# INPUT

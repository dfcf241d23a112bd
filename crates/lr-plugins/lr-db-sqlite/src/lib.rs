//! # lr-db-sqlite Implementation
//!
//! This module implements the data mapping between the SQLite relational model
//! and the `lr-core` domain models.

mod schema;

use std::str::FromStr;

use anyhow::Context;
use async_trait::async_trait;
use lr_core::error::DuplicateEntry;
use lr_core::models::{
    Follow, FollowId, Review, ReviewId, Scope, Ticket, TicketId, User, UserId,
};
use lr_core::traits::PostStore;
use sqlx::sqlite::{SqliteConnectOptions, SqlitePool, SqlitePoolOptions, SqliteRow};
use sqlx::Row;
use uuid::Uuid;

pub struct SqlitePostStore {
    pool: SqlitePool,
}

impl SqlitePostStore {
    /// Opens (creating if needed) the database at `url` and applies the schema.
    ///
    /// `sqlite::memory:` is pinned to one long-lived connection, every other
    /// connection would see its own empty database.
    pub async fn new(url: &str) -> anyhow::Result<Self> {
        let options = SqliteConnectOptions::from_str(url)
            .with_context(|| format!("invalid sqlite url {url}"))?
            .create_if_missing(true)
            .foreign_keys(true);

        let pool_options = if url.contains(":memory:") {
            SqlitePoolOptions::new()
                .max_connections(1)
                .idle_timeout(None)
                .max_lifetime(None)
        } else {
            SqlitePoolOptions::new().max_connections(5)
        };
        let pool = pool_options.connect_with(options).await?;

        for statement in schema::STATEMENTS {
            sqlx::query(*statement).execute(&pool).await?;
        }
        log::info!("sqlite store ready at {}", url);

        Ok(Self { pool })
    }
}

// Helper for UUID conversion
fn uuid_to_blob(id: Uuid) -> Vec<u8> {
    id.as_bytes().to_vec()
}

fn blob_to_uuid(blob: &[u8]) -> anyhow::Result<Uuid> {
    Ok(Uuid::from_slice(blob)?)
}

/// UNIQUE violations become [`DuplicateEntry`] so services can report a conflict.
fn insert_error(err: sqlx::Error, entity: &'static str) -> anyhow::Error {
    match &err {
        sqlx::Error::Database(db) if db.is_unique_violation() => DuplicateEntry(entity).into(),
        _ => err.into(),
    }
}

fn uuid_column(row: &SqliteRow, column: &str) -> anyhow::Result<Uuid> {
    blob_to_uuid(&row.try_get::<Vec<u8>, _>(column)?)
}

fn user_from_row(row: &SqliteRow) -> anyhow::Result<User> {
    Ok(User {
        id: uuid_column(row, "id")?,
        username: row.try_get("username")?,
        created_at: row.try_get("created_at")?,
    })
}

fn ticket_from_row(row: &SqliteRow) -> anyhow::Result<Ticket> {
    Ok(Ticket {
        id: uuid_column(row, "id")?,
        title: row.try_get("title")?,
        description: row.try_get("description")?,
        user_id: uuid_column(row, "user_id")?,
        image: row.try_get("image")?,
        created_at: row.try_get("created_at")?,
        review_associated: row.try_get("review_associated")?,
    })
}

fn review_from_row(row: &SqliteRow) -> anyhow::Result<Review> {
    let ticket_id = row
        .try_get::<Option<Vec<u8>>, _>("ticket_id")?
        .map(|blob| blob_to_uuid(&blob))
        .transpose()?;
    Ok(Review {
        id: uuid_column(row, "id")?,
        ticket_id,
        rating: u8::try_from(row.try_get::<i64, _>("rating")?)?,
        user_id: uuid_column(row, "user_id")?,
        headline: row.try_get("headline")?,
        body: row.try_get("body")?,
        created_at: row.try_get("created_at")?,
        starred: row.try_get("starred")?,
        word_count: u32::try_from(row.try_get::<i64, _>("word_count")?)?,
    })
}

fn follow_from_row(row: &SqliteRow) -> anyhow::Result<Follow> {
    Ok(Follow {
        id: uuid_column(row, "id")?,
        user_id: uuid_column(row, "user_id")?,
        followed_user_id: uuid_column(row, "followed_user_id")?,
        created_at: row.try_get("created_at")?,
    })
}

/// WHERE fragment restricting `user_id` to the scope, and the user to bind.
fn scope_filter(scope: Scope) -> (&'static str, Option<Uuid>) {
    match scope {
        Scope::All => ("1 = 1", None),
        Scope::Owner(user) => ("user_id = ?", Some(user)),
        Scope::FollowedBy(user) => (
            "user_id IN (SELECT followed_user_id FROM user_follows WHERE user_id = ?)",
            Some(user),
        ),
    }
}

const INSERT_TICKET: &str = "INSERT INTO tickets (id, title, description, user_id, image, created_at, review_associated) VALUES (?, ?, ?, ?, ?, ?, ?)";
const INSERT_REVIEW: &str = "INSERT INTO reviews (id, ticket_id, rating, user_id, headline, body, created_at, starred, word_count) VALUES (?, ?, ?, ?, ?, ?, ?, ?, ?)";

impl SqlitePostStore {
    async fn select_tickets(&self, scope: Scope, unreviewed_only: bool) -> anyhow::Result<Vec<Ticket>> {
        let (filter, user) = scope_filter(scope);
        let extra = if unreviewed_only { " AND review_associated = 0" } else { "" };
        let sql = format!("SELECT * FROM tickets WHERE {filter}{extra}");

        let mut query = sqlx::query(&sql);
        if let Some(user) = user {
            query = query.bind(uuid_to_blob(user));
        }
        query
            .fetch_all(&self.pool)
            .await?
            .iter()
            .map(ticket_from_row)
            .collect()
    }
}

#[async_trait]
impl PostStore for SqlitePostStore {
    async fn create_user(&self, user: User) -> anyhow::Result<()> {
        sqlx::query("INSERT INTO users (id, username, created_at) VALUES (?, ?, ?)")
            .bind(uuid_to_blob(user.id))
            .bind(user.username)
            .bind(user.created_at)
            .execute(&self.pool)
            .await
            .map_err(|err| insert_error(err, "user"))?;
        Ok(())
    }

    async fn get_user(&self, id: UserId) -> anyhow::Result<Option<User>> {
        sqlx::query("SELECT * FROM users WHERE id = ?")
            .bind(uuid_to_blob(id))
            .fetch_optional(&self.pool)
            .await?
            .as_ref()
            .map(user_from_row)
            .transpose()
    }

    async fn find_user_by_username(&self, username: &str) -> anyhow::Result<Option<User>> {
        sqlx::query("SELECT * FROM users WHERE username = ?")
            .bind(username)
            .fetch_optional(&self.pool)
            .await?
            .as_ref()
            .map(user_from_row)
            .transpose()
    }

    async fn create_ticket(&self, ticket: Ticket) -> anyhow::Result<()> {
        sqlx::query(INSERT_TICKET)
            .bind(uuid_to_blob(ticket.id))
            .bind(ticket.title)
            .bind(ticket.description)
            .bind(uuid_to_blob(ticket.user_id))
            .bind(ticket.image)
            .bind(ticket.created_at)
            .bind(ticket.review_associated)
            .execute(&self.pool)
            .await?;
        Ok(())
    }

    async fn get_ticket(&self, id: TicketId) -> anyhow::Result<Option<Ticket>> {
        sqlx::query("SELECT * FROM tickets WHERE id = ?")
            .bind(uuid_to_blob(id))
            .fetch_optional(&self.pool)
            .await?
            .as_ref()
            .map(ticket_from_row)
            .transpose()
    }

    /// Writes the editable columns; `review_associated` is maintained by the
    /// review operations only.
    async fn update_ticket(&self, ticket: Ticket) -> anyhow::Result<()> {
        sqlx::query("UPDATE tickets SET title = ?, description = ?, image = ? WHERE id = ?")
            .bind(ticket.title)
            .bind(ticket.description)
            .bind(ticket.image)
            .bind(uuid_to_blob(ticket.id))
            .execute(&self.pool)
            .await?;
        Ok(())
    }

    async fn delete_ticket(&self, id: TicketId) -> anyhow::Result<()> {
        sqlx::query("DELETE FROM tickets WHERE id = ?")
            .bind(uuid_to_blob(id))
            .execute(&self.pool)
            .await?;
        Ok(())
    }

    async fn list_tickets(&self, scope: Scope) -> anyhow::Result<Vec<Ticket>> {
        self.select_tickets(scope, false).await
    }

    async fn list_unreviewed_tickets(&self, scope: Scope) -> anyhow::Result<Vec<Ticket>> {
        self.select_tickets(scope, true).await
    }

    /// Inserting the review and flagging its ticket share one transaction, so
    /// the flag can never disagree with the reviews table.
    async fn create_review(&self, review: Review) -> anyhow::Result<()> {
        let mut tx = self.pool.begin().await?;

        // 1. Insert Review
        sqlx::query(INSERT_REVIEW)
            .bind(uuid_to_blob(review.id))
            .bind(review.ticket_id.map(uuid_to_blob))
            .bind(i64::from(review.rating))
            .bind(uuid_to_blob(review.user_id))
            .bind(review.headline)
            .bind(review.body)
            .bind(review.created_at)
            .bind(review.starred)
            .bind(i64::from(review.word_count))
            .execute(&mut *tx)
            .await?;

        // 2. Flag the ticket
        if let Some(ticket_id) = review.ticket_id {
            sqlx::query("UPDATE tickets SET review_associated = 1 WHERE id = ?")
                .bind(uuid_to_blob(ticket_id))
                .execute(&mut *tx)
                .await?;
        }

        tx.commit().await?;
        Ok(())
    }

    /// Atomic operation to create a ticket and the review answering it.
    async fn create_ticket_with_review(&self, ticket: Ticket, review: Review) -> anyhow::Result<()> {
        let mut tx = self.pool.begin().await?;

        // 1. Insert Ticket, already flagged
        sqlx::query(INSERT_TICKET)
            .bind(uuid_to_blob(ticket.id))
            .bind(ticket.title)
            .bind(ticket.description)
            .bind(uuid_to_blob(ticket.user_id))
            .bind(ticket.image)
            .bind(ticket.created_at)
            .bind(true)
            .execute(&mut *tx)
            .await?;

        // 2. Insert Review
        sqlx::query(INSERT_REVIEW)
            .bind(uuid_to_blob(review.id))
            .bind(review.ticket_id.map(uuid_to_blob))
            .bind(i64::from(review.rating))
            .bind(uuid_to_blob(review.user_id))
            .bind(review.headline)
            .bind(review.body)
            .bind(review.created_at)
            .bind(review.starred)
            .bind(i64::from(review.word_count))
            .execute(&mut *tx)
            .await?;

        tx.commit().await?;
        Ok(())
    }

    async fn get_review(&self, id: ReviewId) -> anyhow::Result<Option<Review>> {
        sqlx::query("SELECT * FROM reviews WHERE id = ?")
            .bind(uuid_to_blob(id))
            .fetch_optional(&self.pool)
            .await?
            .as_ref()
            .map(review_from_row)
            .transpose()
    }

    async fn update_review(&self, review: Review) -> anyhow::Result<()> {
        sqlx::query("UPDATE reviews SET rating = ?, headline = ?, body = ?, starred = ?, word_count = ? WHERE id = ?")
            .bind(i64::from(review.rating))
            .bind(review.headline)
            .bind(review.body)
            .bind(review.starred)
            .bind(i64::from(review.word_count))
            .bind(uuid_to_blob(review.id))
            .execute(&self.pool)
            .await?;
        Ok(())
    }

    async fn delete_review(&self, id: ReviewId) -> anyhow::Result<()> {
        let mut tx = self.pool.begin().await?;

        let ticket_blob: Option<Option<Vec<u8>>> =
            sqlx::query_scalar("SELECT ticket_id FROM reviews WHERE id = ?")
                .bind(uuid_to_blob(id))
                .fetch_optional(&mut *tx)
                .await?;

        sqlx::query("DELETE FROM reviews WHERE id = ?")
            .bind(uuid_to_blob(id))
            .execute(&mut *tx)
            .await?;

        // Another review may still answer the same ticket.
        if let Some(ticket_blob) = ticket_blob.flatten() {
            sqlx::query(
                "UPDATE tickets SET review_associated = EXISTS (SELECT 1 FROM reviews WHERE ticket_id = ?) WHERE id = ?",
            )
            .bind(ticket_blob.clone())
            .bind(ticket_blob)
            .execute(&mut *tx)
            .await?;
        }

        tx.commit().await?;
        Ok(())
    }

    async fn list_reviews(&self, scope: Scope) -> anyhow::Result<Vec<Review>> {
        let (filter, user) = scope_filter(scope);
        let sql = format!("SELECT * FROM reviews WHERE {filter}");

        let mut query = sqlx::query(&sql);
        if let Some(user) = user {
            query = query.bind(uuid_to_blob(user));
        }
        query
            .fetch_all(&self.pool)
            .await?
            .iter()
            .map(review_from_row)
            .collect()
    }

    async fn create_follow(&self, follow: Follow) -> anyhow::Result<()> {
        sqlx::query("INSERT INTO user_follows (id, user_id, followed_user_id, created_at) VALUES (?, ?, ?, ?)")
            .bind(uuid_to_blob(follow.id))
            .bind(uuid_to_blob(follow.user_id))
            .bind(uuid_to_blob(follow.followed_user_id))
            .bind(follow.created_at)
            .execute(&self.pool)
            .await
            .map_err(|err| insert_error(err, "follow"))?;
        Ok(())
    }

    async fn get_follow(&self, id: FollowId) -> anyhow::Result<Option<Follow>> {
        sqlx::query("SELECT * FROM user_follows WHERE id = ?")
            .bind(uuid_to_blob(id))
            .fetch_optional(&self.pool)
            .await?
            .as_ref()
            .map(follow_from_row)
            .transpose()
    }

    async fn delete_follow(&self, id: FollowId) -> anyhow::Result<()> {
        sqlx::query("DELETE FROM user_follows WHERE id = ?")
            .bind(uuid_to_blob(id))
            .execute(&self.pool)
            .await?;
        Ok(())
    }

    async fn is_following(&self, user: UserId, followed: UserId) -> anyhow::Result<bool> {
        let found: Option<i64> = sqlx::query_scalar(
            "SELECT 1 FROM user_follows WHERE user_id = ? AND followed_user_id = ?",
        )
        .bind(uuid_to_blob(user))
        .bind(uuid_to_blob(followed))
        .fetch_optional(&self.pool)
        .await?;
        Ok(found.is_some())
    }

    async fn list_following(&self, user: UserId) -> anyhow::Result<Vec<Follow>> {
        sqlx::query("SELECT * FROM user_follows WHERE user_id = ? ORDER BY created_at ASC")
            .bind(uuid_to_blob(user))
            .fetch_all(&self.pool)
            .await?
            .iter()
            .map(follow_from_row)
            .collect()
    }

    async fn list_followers(&self, user: UserId) -> anyhow::Result<Vec<Follow>> {
        sqlx::query("SELECT * FROM user_follows WHERE followed_user_id = ? ORDER BY created_at ASC")
            .bind(uuid_to_blob(user))
            .fetch_all(&self.pool)
            .await?
            .iter()
            .map(follow_from_row)
            .collect()
    }
}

# DIRECTIONS FOR THIS TASK
Which lines of the records above contain the word "models"? Show each of them.

# RESPONSE TO THIS TASK
//! and the `lr-core` domain models.
use lr_core::models::{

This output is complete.